Today we’d like to introduce you to Holly Griffith Terrell.

Holly, let’s start with your story. We’d love to hear how you got started and how the journey has been so far.
I was raised in a small Texas town–Buffalo, Texas. I participated in the typical “country girl” activities–rodeo, 4-H, FFA, etc. After high school, I attended Texas A&M University and graduated in 2002 with a Food Science & Technology degree and a chemistry minor. I started law school at South Texas College of Law later that year and graduated with a law degree in 2005 in the top ten percent of my class. Thereafter, I worked at two law firms practicing insurance defense litigation and then for an Oil & Gas services company drafting and negotiating contracts. During that time, I married, had two children–Evelyn and Georgia, and divorced when Evelyn was four and Georgia was two. Also, during that time, I got sober from alcohol, which was one of the toughest and most awesome things I have ever done for myself, and my sobriety remains a primary focus in my life—without it, I know that I would have nothing else. When I was 12 weeks pregnant, I learned that my unborn baby—who we later named Georgia—would be born with Down syndrome. I was devastated, confused, and scared. I didn’t know what to expect.

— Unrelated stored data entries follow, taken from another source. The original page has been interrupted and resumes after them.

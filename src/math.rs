//! Rotation and interpolation helpers
//!
//! Rotations follow the right-handed convention used by the shading stage so
//! a point rotated here lands where the renderer expects it.

use glam::{Mat3, Vec3};

/// Rotate a point about the X axis
#[inline]
pub fn rot_x(v: Vec3, a: f32) -> Vec3 {
    let (s, c) = a.sin_cos();
    Vec3::new(v.x, v.y * c - v.z * s, v.y * s + v.z * c)
}

/// Rotate a point about the Y axis
#[inline]
pub fn rot_y(v: Vec3, a: f32) -> Vec3 {
    let (s, c) = a.sin_cos();
    Vec3::new(v.x * c + v.z * s, v.y, -v.x * s + v.z * c)
}

/// Rotate a point about the Z axis
#[inline]
pub fn rot_z(v: Vec3, a: f32) -> Vec3 {
    let (s, c) = a.sin_cos();
    Vec3::new(v.x * c - v.y * s, v.x * s + v.y * c, v.z)
}

/// Rotation matrix for `angle` radians about unit `axis`
pub fn rot_axis_mat(angle: f32, axis: Vec3) -> Mat3 {
    let (s, c) = angle.sin_cos();
    let t = 1.0 - c;
    let u = axis;
    // Rows written out, then transposed into glam's column layout
    Mat3::from_cols(
        Vec3::new(c + u.x * u.x * t, u.y * u.x * t + u.z * s, u.z * u.x * t - u.y * s),
        Vec3::new(u.x * u.y * t - u.z * s, c + u.y * u.y * t, u.z * u.y * t + u.x * s),
        Vec3::new(u.x * u.z * t + u.y * s, u.y * u.z * t - u.x * s, c + u.z * u.z * t),
    )
}

/// Look direction for a yaw/pitch pair (yaw 0, pitch 0 looks down +Z)
#[inline]
pub fn dir_from_angle(yaw: f32, pitch: f32) -> Vec3 {
    rot_y(rot_x(Vec3::Z, -pitch), yaw)
}

#[inline]
pub fn lerp(a: f32, b: f32, w: f32) -> f32 {
    a + (b - a) * w
}

/// Sine-shaped ease from 0 to 1
#[inline]
pub fn sin_ease(w: f32) -> f32 {
    (std::f32::consts::PI * (w - 0.5)).sin() / 2.0 + 0.5
}

/// Linear interpolation with a sine-eased weight
#[inline]
pub fn sin_lerp(a: Vec3, b: Vec3, w: f32) -> Vec3 {
    a.lerp(b, sin_ease(w))
}

/// Hermite smoothstep; `edge0 > edge1` gives the falling edge
#[inline]
pub fn smoothstep(edge0: f32, edge1: f32, x: f32) -> f32 {
    let t = ((x - edge0) / (edge1 - edge0)).clamp(0.0, 1.0);
    t * t * (3.0 - 2.0 * t)
}

/// Sign that returns 0 for 0 (f32::signum does not)
#[inline]
pub fn glsl_sign(x: f32) -> f32 {
    if x > 0.0 {
        1.0
    } else if x < 0.0 {
        -1.0
    } else {
        0.0
    }
}
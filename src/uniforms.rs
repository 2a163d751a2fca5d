//! Render-facing output
//!
//! The shading stage reads the scene through named uniforms. The simulation
//! writes them once per frame through a [`UniformSink`]; [`SceneUniforms`] is
//! the same data packed for a single GPU upload.

use bytemuck::{Pod, Zeroable};
use glam::{Mat3, Vec2, Vec3, Vec4};
use std::collections::HashMap;

use crate::sim::animation::{JOINT_COUNT, JOINT_UNIFORMS, LIFT_UNIFORM, frames};
use crate::sim::state::World;

#[derive(Debug, Clone, Copy, PartialEq)]
pub enum UniformValue {
    Float(f32),
    Vec2(Vec2),
    Vec3(Vec3),
    Mat3(Mat3),
}

impl UniformValue {
    /// GLSL type name
    pub fn type_name(&self) -> &'static str {
        match self {
            UniformValue::Float(_) => "float",
            UniformValue::Vec2(_) => "vec2",
            UniformValue::Vec3(_) => "vec3",
            UniformValue::Mat3(_) => "mat3",
        }
    }
}

/// Whatever holds the uniforms (a GL program, a recorder in tests)
pub trait UniformSink {
    fn declare_uniform(&mut self, name: &str, initial: UniformValue);
    fn set_uniform(&mut self, name: &str, value: UniformValue);
}

/// Records uniform values by name
#[derive(Debug, Clone, Default)]
pub struct UniformTable {
    values: HashMap<String, UniformValue>,
    /// Writes to names that were never declared
    pub undeclared_writes: usize,
}

impl UniformTable {
    pub fn new() -> Self {
        Self::default()
    }

    pub fn get(&self, name: &str) -> Option<UniformValue> {
        self.values.get(name).copied()
    }

    pub fn len(&self) -> usize {
        self.values.len()
    }

    pub fn is_empty(&self) -> bool {
        self.values.is_empty()
    }
}

impl UniformSink for UniformTable {
    fn declare_uniform(&mut self, name: &str, initial: UniformValue) {
        self.values.insert(name.to_owned(), initial);
    }

    fn set_uniform(&mut self, name: &str, value: UniformValue) {
        match self.values.get_mut(name) {
            Some(slot) => *slot = value,
            None => {
                log::warn!("Uniform {name} written before it was declared");
                self.undeclared_writes += 1;
            }
        }
    }
}

/// Declare every uniform with its initial value
pub fn declare_uniforms<S: UniformSink + ?Sized>(sink: &mut S) {
    use UniformValue as U;

    sink.declare_uniform("t", U::Float(0.0));
    sink.declare_uniform("camPos", U::Vec3(Vec3::new(0.0, 5.0, -10.0)));
    sink.declare_uniform("camAngle", U::Vec2(Vec2::ZERO));
    sink.declare_uniform("playerPos", U::Vec3(Vec3::new(0.0, 2.0, 0.0)));
    sink.declare_uniform("playerAngle", U::Vec2(Vec2::ZERO));
    sink.declare_uniform("boulderPos", U::Vec3(Vec3::new(0.0, 5.0, 3.0)));
    sink.declare_uniform("boulderRotMat", U::Mat3(Mat3::IDENTITY));
    sink.declare_uniform("isPushing", U::Float(0.0));
    for (name, joint) in JOINT_UNIFORMS.iter().zip(frames::IDLE.joints) {
        sink.declare_uniform(name, U::Vec3(joint));
    }
    sink.declare_uniform(LIFT_UNIFORM, U::Float(frames::IDLE.lift));
}

/// Write the current frame's uniforms
pub fn write_uniforms<S: UniformSink + ?Sized>(world: &World, sink: &mut S) {
    use UniformValue as U;

    let scene = world.scene();
    let player = &world.player;

    sink.set_uniform("t", U::Float(scene.time));
    sink.set_uniform("camPos", U::Vec3(player.camera));
    sink.set_uniform("camAngle", U::Vec2(player.look));
    sink.set_uniform("playerPos", U::Vec3(scene.player.position));
    sink.set_uniform("playerAngle", U::Vec2(Vec2::new(scene.player.facing, 0.0)));
    sink.set_uniform("boulderPos", U::Vec3(scene.boulder.position));
    sink.set_uniform("boulderRotMat", U::Mat3(scene.boulder.rotation));
    sink.set_uniform("isPushing", U::Float(if scene.player.pushing { 1.0 } else { 0.0 }));
    for (name, joint) in JOINT_UNIFORMS.iter().zip(scene.player.pose.joints) {
        sink.set_uniform(name, U::Vec3(joint));
    }
    sink.set_uniform(LIFT_UNIFORM, U::Float(scene.player.pose.lift));
}

// ============================================================================
// GPU layout (std140-compatible: every vec3 padded to 16 bytes)
// ============================================================================

#[repr(C)]
#[derive(Debug, Copy, Clone, Pod, Zeroable)]
pub struct SceneUniforms {
    pub time: f32,               // offset 0
    pub is_pushing: f32,         // offset 4
    pub lift: f32,               // offset 8
    pub _pad0: f32,              // offset 12
    pub cam_pos: Vec4,           // offset 16
    pub cam_angle: Vec2,         // offset 32
    pub player_angle: Vec2,      // offset 40
    pub player_pos: Vec4,        // offset 48
    pub boulder_pos: Vec4,       // offset 64
    pub boulder_rot: [Vec4; 3],  // offset 80, one column per row
    pub joints: [Vec4; JOINT_COUNT], // offset 128
}

impl SceneUniforms {
    pub fn from_world(world: &World) -> Self {
        let scene = world.scene();
        let player = &world.player;
        let rot = scene.boulder.rotation;

        Self {
            time: scene.time,
            is_pushing: if scene.player.pushing { 1.0 } else { 0.0 },
            lift: scene.player.pose.lift,
            _pad0: 0.0,
            cam_pos: player.camera.extend(0.0),
            cam_angle: player.look,
            player_angle: Vec2::new(scene.player.facing, 0.0),
            player_pos: scene.player.position.extend(0.0),
            boulder_pos: scene.boulder.position.extend(0.0),
            boulder_rot: [rot.x_axis.extend(0.0), rot.y_axis.extend(0.0), rot.z_axis.extend(0.0)],
            joints: scene.player.pose.joints.map(|joint| joint.extend(0.0)),
        }
    }

    pub fn as_bytes(&self) -> &[u8] {
        bytemuck::bytes_of(self)
    }
}

#[cfg(test)]
mod tests {
    use super::*;
    use crate::Tuning;
    use crate::sim::animation::Joint;
    use crate::sim::state::{FrameContext, Keys, TickInput};
    use crate::sim::tick::{start, tick};

    fn played_world() -> World {
        let mut world = World::new(3, Tuning::default());
        start(&mut world);
        let input = TickInput {
            held: Keys {
                forward: true,
                ..Default::default()
            },
            ..Default::default()
        };
        for i in 1..=20 {
            tick(&mut world, &input, FrameContext::new(i as f32 / 60.0, 1.0 / 60.0));
        }
        world
    }

    #[test]
    fn test_declares_every_uniform() {
        let mut table = UniformTable::new();
        declare_uniforms(&mut table);
        assert_eq!(table.len(), 8 + JOINT_COUNT + 1);
        assert_eq!(table.get("boulderRotMat"), Some(UniformValue::Mat3(Mat3::IDENTITY)));
        assert_eq!(table.get("uLift").map(|v| v.type_name()), Some("float"));
        assert_eq!(table.get("uhip1").map(|v| v.type_name()), Some("vec3"));
    }

    #[test]
    fn test_write_matches_world() {
        let world = played_world();
        let mut table = UniformTable::new();
        declare_uniforms(&mut table);
        write_uniforms(&world, &mut table);

        assert_eq!(table.undeclared_writes, 0);
        assert_eq!(table.get("playerPos"), Some(UniformValue::Vec3(world.player.position)));
        assert_eq!(table.get("boulderPos"), Some(UniformValue::Vec3(world.boulder.position)));
        assert_eq!(table.get("camPos"), Some(UniformValue::Vec3(world.player.camera)));
        assert_eq!(table.get("t"), Some(UniformValue::Float(20.0 / 60.0)));

        let lean = world.player.lean();
        assert_eq!(table.get("uBodyAngle"), Some(UniformValue::Vec3(Vec3::new(0.0, lean, 0.0))));
    }

    #[test]
    fn test_undeclared_write_is_counted() {
        let mut table = UniformTable::new();
        table.set_uniform("nope", UniformValue::Float(1.0));
        assert_eq!(table.undeclared_writes, 1);
        assert!(table.is_empty());
    }

    #[test]
    fn test_gpu_layout() {
        assert_eq!(std::mem::size_of::<SceneUniforms>(), 304);
        assert_eq!(std::mem::size_of::<SceneUniforms>() % 16, 0);

        let world = played_world();
        let uniforms = SceneUniforms::from_world(&world);
        assert_eq!(uniforms.as_bytes().len(), 304);
        assert_eq!(uniforms.player_pos.truncate(), world.player.position);
        let body = world.player.pose().pose.joint(Joint::BodyAngle);
        assert_eq!(uniforms.joints[Joint::BodyAngle as usize], body.extend(0.0));

        // Rotation columns start at byte 80
        let floats: &[f32] = bytemuck::cast_slice(uniforms.as_bytes());
        assert_eq!(floats[20..24], world.boulder.rotation.x_axis.extend(0.0).to_array());
    }
}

Because I am extremely analytical and information-driven, I began researching and reading about people with Down syndrome. I learned—among many other things—that most children with Down syndrome attend regular schools and are even, to a continuously increasing degree, educated right alongside their typically developing peers. I also learned about the severe struggles that parents face to make sure their children with special needs receive an appropriate education. And I discovered that there are attorneys who specialize in special education law and help children with disabilities obtain the support they need in school. I knew immediately that this was what I wanted to do—I “simply” had to figure out how. I had always yearned to use my legal skills for a cause about which I am passionate—and I just knew that I finally found the opportunity to do so.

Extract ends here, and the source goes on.